Identity
My memory has a specific shape of unreliability. its not about forgetting phone numbers or struggling to hold a long Quran verse in place. it used to be harder to name. It is about people. It is about places. Somewhere in the background of living I was always slightly elsewhere, I used to call it, absent minded, running scenarios, processing, clearing out some cognitive overhead that never fully cleared. And the people around me, and the rooms I sat in, they registered as peripheral. I was there, technically. but I wasn’t looking.and I think it is about that the memory doesn’t fade later, it never fully forms in the first place. that’s the clearest description I have for what I have always felt before. and you can’t retrieve what you didn’t absorb. I spent a lot of time blaming myself for this, as if the problem was a character defect rather than a pattern I could understand and maybe do something about. but the blame didn’t help the gaps fill in, and the gaps kept widening. There are places I have been where I now retain only the feeling. not what anyone looked like. not what the room smelled like or how the light fell. just a general emotional residue, like a color with no shape. places that mattered. people who were real to me. This is a repository. I want to capture what I remember, people, places, fragments of who they were and what it felt like to be near them. before the blur takes the rest of it. some of these I will share. some are just for holding. but the act of writing them down is its own thing, a way of training a muscle that was always a little underdeveloped in me. presence as a practice, even retrospectively. even now, after the fact. it all ends.
You’ve probably heard someone say that time management is the key. schedules, blocks, wake up earlier, compress the day. people will say this is how you build a productive life, a good life, a life where you end the day feeling satisfied. I don’t use that term, and I have never mentioned it in the most recent years. and that’s because I think it’s the wrong game entirely.

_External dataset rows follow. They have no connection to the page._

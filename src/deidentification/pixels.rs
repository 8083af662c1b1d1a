//! Pixel data destruction
//!
//! Burned-in annotations can carry PHI, so when enabled the whole pixel
//! payload is swapped for a tiny all-zero image and the shape attributes are
//! rewritten to match.

use crate::domain::{DicomTag, FieldValue, ImageRecord, MetadataField, PixelData, Vr};

/// Rows and columns of the replacement image
pub const DESTROYED_SIZE: u16 = 8;

/// Replace the pixel payload with an 8×8 single-frame zero buffer
///
/// Samples per pixel and bits allocated are kept. Rows and Columns are set
/// to 8 and NumberOfFrames to 1 when that attribute is present. A record
/// without pixel data is returned as is.
pub fn destroy_pixels(mut record: ImageRecord) -> ImageRecord {
    let Some(pixels) = record.pixel_data.as_ref() else {
        return record;
    };

    let zeroed = PixelData::zeroed(
        DESTROYED_SIZE,
        DESTROYED_SIZE,
        1,
        pixels.samples_per_pixel,
        pixels.bits_allocated,
    );
    record.pixel_data = Some(zeroed);

    set_count(&mut record, DicomTag::ROWS, Vr::US, i64::from(DESTROYED_SIZE));
    set_count(&mut record, DicomTag::COLUMNS, Vr::US, i64::from(DESTROYED_SIZE));
    if let Some(frames) = record.field_mut(DicomTag::NUMBER_OF_FRAMES) {
        frames.value = numeric_like(&frames.value, 1);
    }

    record
}

fn set_count(record: &mut ImageRecord, tag: DicomTag, vr: Vr, value: i64) {
    match record.field_mut(tag) {
        Some(field) => field.value = numeric_like(&field.value, value),
        None => record.insert(MetadataField::new(tag, vr, FieldValue::Integer(vec![value]))),
    }
}

/// Keep the textual or binary flavour of the existing value
fn numeric_like(existing: &FieldValue, value: i64) -> FieldValue {
    match existing {
        FieldValue::Text(_) | FieldValue::Multi(_) => FieldValue::Text(value.to_string()),
        _ => FieldValue::Integer(vec![value]),
    }
}
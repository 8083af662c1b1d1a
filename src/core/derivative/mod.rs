//! Derivative creation
//!
//! This module walks a session, de-identifies every eligible DICOM series and
//! stores the result as a linked derivative entry.

pub mod inventory;
pub mod orchestrator;
pub mod summary;

pub use inventory::count_records;
pub use orchestrator::{skip_reason, DerivativeOrchestrator, EntrySkipReason};
pub use summary::{DeidError, DeidErrorType, DeidentificationSummary};
//! DICOM value representations and their de-identification category

use serde::{Deserialize, Serialize};
use std::fmt;
use std::str::FromStr;

/// DICOM value representation (VR) code
///
/// The full closed set from PS3.5 section 6.2. Parsing is case-sensitive,
/// matching the two-letter codes as they appear in DICOM JSON.
#[derive(Debug, Clone, Copy, PartialEq, Eq, Hash, Serialize, Deserialize)]
#[serde(try_from = "String", into = "String")]
pub enum Vr {
    AE,
    AS,
    AT,
    CS,
    DA,
    DS,
    DT,
    FD,
    FL,
    IS,
    LO,
    LT,
    OB,
    OD,
    OF,
    OL,
    OV,
    OW,
    PN,
    SH,
    SL,
    SQ,
    SS,
    ST,
    SV,
    TM,
    UC,
    UI,
    UL,
    UN,
    UR,
    US,
    UT,
    UV,
}

/// Semantic category of a metadata field, as far as PHI handling goes
#[derive(Debug, Clone, Copy, PartialEq, Eq, Hash, Serialize, Deserialize)]
#[serde(rename_all = "snake_case")]
pub enum FieldCategory {
    /// Person name: replaced wholesale, never scanned
    PersonName,
    /// Short free text (LO, SH, UC)
    ShortText,
    /// Long free text (ST, LT, UT)
    LongText,
    /// Binary payload that commonly carries text (OW)
    BinaryText,
    /// Everything else: numbers, UIDs, codes, structured dates, pixel data
    Other,
}

impl Vr {
    /// Category used by the field dispatcher
    pub fn category(self) -> FieldCategory {
        match self {
            Vr::PN => FieldCategory::PersonName,
            Vr::LO | Vr::SH | Vr::UC => FieldCategory::ShortText,
            Vr::ST | Vr::LT | Vr::UT => FieldCategory::LongText,
            Vr::OW => FieldCategory::BinaryText,
            Vr::AE
            | Vr::AS
            | Vr::AT
            | Vr::CS
            | Vr::DA
            | Vr::DS
            | Vr::DT
            | Vr::FD
            | Vr::FL
            | Vr::IS
            | Vr::OB
            | Vr::OD
            | Vr::OF
            | Vr::OL
            | Vr::OV
            | Vr::SL
            | Vr::SQ
            | Vr::SS
            | Vr::SV
            | Vr::TM
            | Vr::UI
            | Vr::UL
            | Vr::UN
            | Vr::UR
            | Vr::US
            | Vr::UV => FieldCategory::Other,
        }
    }

    /// Two-letter code
    pub fn as_str(self) -> &'static str {
        match self {
            Vr::AE => "AE",
            Vr::AS => "AS",
            Vr::AT => "AT",
            Vr::CS => "CS",
            Vr::DA => "DA",
            Vr::DS => "DS",
            Vr::DT => "DT",
            Vr::FD => "FD",
            Vr::FL => "FL",
            Vr::IS => "IS",
            Vr::LO => "LO",
            Vr::LT => "LT",
            Vr::OB => "OB",
            Vr::OD => "OD",
            Vr::OF => "OF",
            Vr::OL => "OL",
            Vr::OV => "OV",
            Vr::OW => "OW",
            Vr::PN => "PN",
            Vr::SH => "SH",
            Vr::SL => "SL",
            Vr::SQ => "SQ",
            Vr::SS => "SS",
            Vr::ST => "ST",
            Vr::SV => "SV",
            Vr::TM => "TM",
            Vr::UC => "UC",
            Vr::UI => "UI",
            Vr::UL => "UL",
            Vr::UN => "UN",
            Vr::UR => "UR",
            Vr::US => "US",
            Vr::UT => "UT",
            Vr::UV => "UV",
        }
    }
}

impl FromStr for Vr {
    type Err = String;

    fn from_str(s: &str) -> Result<Self, Self::Err> {
        let vr = match s {
            "AE" => Vr::AE,
            "AS" => Vr::AS,
            "AT" => Vr::AT,
            "CS" => Vr::CS,
            "DA" => Vr::DA,
            "DS" => Vr::DS,
            "DT" => Vr::DT,
            "FD" => Vr::FD,
            "FL" => Vr::FL,
            "IS" => Vr::IS,
            "LO" => Vr::LO,
            "LT" => Vr::LT,
            "OB" => Vr::OB,
            "OD" => Vr::OD,
            "OF" => Vr::OF,
            "OL" => Vr::OL,
            "OV" => Vr::OV,
            "OW" => Vr::OW,
            "PN" => Vr::PN,
            "SH" => Vr::SH,
            "SL" => Vr::SL,
            "SQ" => Vr::SQ,
            "SS" => Vr::SS,
            "ST" => Vr::ST,
            "SV" => Vr::SV,
            "TM" => Vr::TM,
            "UC" => Vr::UC,
            "UI" => Vr::UI,
            "UL" => Vr::UL,
            "UN" => Vr::UN,
            "UR" => Vr::UR,
            "US" => Vr::US,
            "UT" => Vr::UT,
            "UV" => Vr::UV,
            other => return Err(format!("Unknown value representation: {other}")),
        };
        Ok(vr)
    }
}

impl TryFrom<String> for Vr {
    type Error = String;

    fn try_from(value: String) -> Result<Self, Self::Error> {
        value.parse()
    }
}

impl From<Vr> for String {
    fn from(vr: Vr) -> Self {
        vr.as_str().to_string()
    }
}

impl fmt::Display for Vr {
    fn fmt(&self, f: &mut fmt::Formatter<'_>) -> fmt::Result {
        f.write_str(self.as_str())
    }
}

#[cfg(test)]
mod tests {
    use super::*;
    use test_case::test_case;

    #[test_case(Vr::PN, FieldCategory::PersonName)]
    #[test_case(Vr::LO, FieldCategory::ShortText)]
    #[test_case(Vr::SH, FieldCategory::ShortText)]
    #[test_case(Vr::UC, FieldCategory::ShortText)]
    #[test_case(Vr::ST, FieldCategory::LongText)]
    #[test_case(Vr::LT, FieldCategory::LongText)]
    #[test_case(Vr::UT, FieldCategory::LongText)]
    #[test_case(Vr::OW, FieldCategory::BinaryText)]
    #[test_case(Vr::DA, FieldCategory::Other)]
    #[test_case(Vr::UI, FieldCategory::Other)]
    #[test_case(Vr::US, FieldCategory::Other)]
    #[test_case(Vr::OB, FieldCategory::Other)]
    fn test_vr_category(vr: Vr, expected: FieldCategory) {
        assert_eq!(vr.category(), expected);
    }

    #[test]
    fn test_vr_parse_roundtrip() {
        for code in ["PN", "LO", "OW", "UV", "SQ"] {
            let vr: Vr = code.parse().unwrap();
            assert_eq!(vr.as_str(), code);
        }
    }

    #[test]
    fn test_vr_parse_rejects_unknown() {
        assert!("XX".parse::<Vr>().is_err());
        assert!("pn".parse::<Vr>().is_err());
    }

    #[test]
    fn test_vr_serde_as_code() {
        let json = serde_json::to_string(&Vr::PN).unwrap();
        assert_eq!(json, "\"PN\"");
        let vr: Vr = serde_json::from_str("\"LT\"").unwrap();
        assert_eq!(vr, Vr::LT);
    }
}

It is not time management. it is energy management. and the moment you understand that distinction, of finally knowing that how it felt, the contrast between your sharpest days and your worst, everything I need to hear was this term, and then everything reorganized.
My friend Yahia once asked me how I coordinate between everything on my plate. not how I manage the volume, he understood that part. what he wanted to know was how I handle the context switch. one hour I’m deep in SQL queries and database design. the next I’m reading a machine learning paper. how does that work, he asked. how does the mind move between places that different without losing something.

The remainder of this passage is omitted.